Start of Dataset
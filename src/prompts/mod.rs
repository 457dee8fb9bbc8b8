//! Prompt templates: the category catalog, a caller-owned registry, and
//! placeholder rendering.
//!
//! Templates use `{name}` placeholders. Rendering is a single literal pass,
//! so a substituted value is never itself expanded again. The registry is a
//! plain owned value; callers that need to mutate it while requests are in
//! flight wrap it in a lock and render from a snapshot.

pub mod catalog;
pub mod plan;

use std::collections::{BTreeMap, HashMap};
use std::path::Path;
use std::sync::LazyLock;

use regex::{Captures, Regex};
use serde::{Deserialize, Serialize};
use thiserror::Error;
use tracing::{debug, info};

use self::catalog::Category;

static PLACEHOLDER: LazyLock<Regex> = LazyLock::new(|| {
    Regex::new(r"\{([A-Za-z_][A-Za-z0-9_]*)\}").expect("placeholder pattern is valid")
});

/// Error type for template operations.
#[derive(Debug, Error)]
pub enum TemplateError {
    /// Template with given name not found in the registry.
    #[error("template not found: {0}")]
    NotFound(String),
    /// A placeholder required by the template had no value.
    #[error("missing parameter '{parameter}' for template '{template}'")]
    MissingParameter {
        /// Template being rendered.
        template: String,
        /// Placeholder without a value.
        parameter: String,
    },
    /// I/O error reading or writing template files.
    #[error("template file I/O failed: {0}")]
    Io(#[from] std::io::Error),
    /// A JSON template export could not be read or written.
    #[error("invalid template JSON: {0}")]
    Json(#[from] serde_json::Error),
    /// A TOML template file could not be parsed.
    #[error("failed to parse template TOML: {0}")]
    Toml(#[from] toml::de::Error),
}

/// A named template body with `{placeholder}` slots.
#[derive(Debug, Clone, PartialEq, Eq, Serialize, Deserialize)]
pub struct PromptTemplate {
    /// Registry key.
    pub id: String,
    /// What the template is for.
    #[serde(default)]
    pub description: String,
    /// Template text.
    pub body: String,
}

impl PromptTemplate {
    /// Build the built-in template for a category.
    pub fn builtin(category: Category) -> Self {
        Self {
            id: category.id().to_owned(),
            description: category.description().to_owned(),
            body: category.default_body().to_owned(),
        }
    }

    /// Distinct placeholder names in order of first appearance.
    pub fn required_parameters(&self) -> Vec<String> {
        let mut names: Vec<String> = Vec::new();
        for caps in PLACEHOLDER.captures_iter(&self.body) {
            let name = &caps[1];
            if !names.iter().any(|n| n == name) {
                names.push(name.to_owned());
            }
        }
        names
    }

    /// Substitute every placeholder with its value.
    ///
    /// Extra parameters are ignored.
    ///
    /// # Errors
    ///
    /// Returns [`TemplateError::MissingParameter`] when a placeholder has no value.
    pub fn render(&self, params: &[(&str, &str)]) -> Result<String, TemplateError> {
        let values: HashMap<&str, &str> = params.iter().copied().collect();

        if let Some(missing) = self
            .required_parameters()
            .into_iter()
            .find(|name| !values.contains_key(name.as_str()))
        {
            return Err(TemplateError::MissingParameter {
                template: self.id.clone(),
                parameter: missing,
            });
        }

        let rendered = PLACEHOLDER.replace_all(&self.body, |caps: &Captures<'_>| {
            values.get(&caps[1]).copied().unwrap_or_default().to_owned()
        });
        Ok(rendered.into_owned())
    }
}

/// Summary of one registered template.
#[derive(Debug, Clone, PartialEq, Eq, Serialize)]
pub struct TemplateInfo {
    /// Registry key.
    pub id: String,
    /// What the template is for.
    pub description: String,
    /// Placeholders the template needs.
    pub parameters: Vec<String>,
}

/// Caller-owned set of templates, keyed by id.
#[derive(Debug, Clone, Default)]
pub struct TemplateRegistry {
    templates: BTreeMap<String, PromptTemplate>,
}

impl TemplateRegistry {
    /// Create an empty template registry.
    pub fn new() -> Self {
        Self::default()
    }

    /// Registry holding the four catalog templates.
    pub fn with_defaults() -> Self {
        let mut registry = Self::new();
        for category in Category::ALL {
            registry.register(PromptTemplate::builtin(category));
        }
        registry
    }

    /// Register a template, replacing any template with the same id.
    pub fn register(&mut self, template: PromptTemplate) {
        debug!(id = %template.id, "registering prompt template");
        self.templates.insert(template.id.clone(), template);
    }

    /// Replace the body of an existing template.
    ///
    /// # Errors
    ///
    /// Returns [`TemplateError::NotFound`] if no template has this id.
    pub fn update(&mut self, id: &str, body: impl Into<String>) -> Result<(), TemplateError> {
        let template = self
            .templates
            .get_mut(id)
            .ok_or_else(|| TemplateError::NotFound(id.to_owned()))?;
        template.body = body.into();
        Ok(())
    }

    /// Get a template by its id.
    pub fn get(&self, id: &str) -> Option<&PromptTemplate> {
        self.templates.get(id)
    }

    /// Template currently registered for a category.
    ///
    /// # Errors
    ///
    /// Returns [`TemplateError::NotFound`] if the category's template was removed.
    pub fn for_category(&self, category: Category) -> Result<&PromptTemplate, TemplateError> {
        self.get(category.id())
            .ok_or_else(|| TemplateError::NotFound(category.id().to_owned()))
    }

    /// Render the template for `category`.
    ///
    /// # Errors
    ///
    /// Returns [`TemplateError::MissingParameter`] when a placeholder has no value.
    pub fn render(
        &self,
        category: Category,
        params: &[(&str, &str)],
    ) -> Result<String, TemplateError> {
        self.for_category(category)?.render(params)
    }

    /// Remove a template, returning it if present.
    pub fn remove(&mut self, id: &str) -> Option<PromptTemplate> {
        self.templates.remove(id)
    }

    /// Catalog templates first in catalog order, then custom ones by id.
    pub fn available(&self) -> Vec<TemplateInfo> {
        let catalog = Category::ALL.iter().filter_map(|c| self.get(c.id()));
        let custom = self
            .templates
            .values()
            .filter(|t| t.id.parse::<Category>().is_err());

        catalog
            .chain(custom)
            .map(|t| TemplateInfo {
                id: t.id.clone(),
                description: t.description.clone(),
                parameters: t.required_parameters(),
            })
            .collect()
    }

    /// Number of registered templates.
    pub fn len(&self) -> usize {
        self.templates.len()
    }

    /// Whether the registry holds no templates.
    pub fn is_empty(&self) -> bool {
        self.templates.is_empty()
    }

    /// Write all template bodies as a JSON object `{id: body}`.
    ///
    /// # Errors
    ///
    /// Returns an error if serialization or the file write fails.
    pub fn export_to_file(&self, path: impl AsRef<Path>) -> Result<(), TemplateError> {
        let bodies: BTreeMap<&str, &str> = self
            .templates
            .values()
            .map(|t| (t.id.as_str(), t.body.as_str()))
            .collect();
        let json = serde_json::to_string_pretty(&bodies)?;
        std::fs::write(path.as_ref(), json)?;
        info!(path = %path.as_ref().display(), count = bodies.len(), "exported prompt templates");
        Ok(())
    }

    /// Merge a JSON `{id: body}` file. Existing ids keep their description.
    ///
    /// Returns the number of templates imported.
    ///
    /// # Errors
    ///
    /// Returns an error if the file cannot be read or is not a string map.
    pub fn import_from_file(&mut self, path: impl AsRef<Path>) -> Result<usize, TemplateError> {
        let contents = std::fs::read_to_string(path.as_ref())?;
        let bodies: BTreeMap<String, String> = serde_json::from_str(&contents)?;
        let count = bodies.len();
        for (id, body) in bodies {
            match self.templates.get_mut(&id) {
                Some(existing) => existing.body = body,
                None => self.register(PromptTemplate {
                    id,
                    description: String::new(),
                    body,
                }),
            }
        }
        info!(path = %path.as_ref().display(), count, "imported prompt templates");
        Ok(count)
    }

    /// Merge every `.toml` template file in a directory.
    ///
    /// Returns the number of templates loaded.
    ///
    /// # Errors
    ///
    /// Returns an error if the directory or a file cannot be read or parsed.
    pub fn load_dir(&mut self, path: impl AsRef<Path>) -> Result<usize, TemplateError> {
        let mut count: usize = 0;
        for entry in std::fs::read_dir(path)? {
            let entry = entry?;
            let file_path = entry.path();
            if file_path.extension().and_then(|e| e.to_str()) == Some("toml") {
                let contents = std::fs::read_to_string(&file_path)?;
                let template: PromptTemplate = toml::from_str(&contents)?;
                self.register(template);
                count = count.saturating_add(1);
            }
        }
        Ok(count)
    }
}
End of Dataset
Filter the entries by the string "builtin" and copy each matching line.

    pub fn builtin(category: Category) -> Self {
            registry.register(PromptTemplate::builtin(category));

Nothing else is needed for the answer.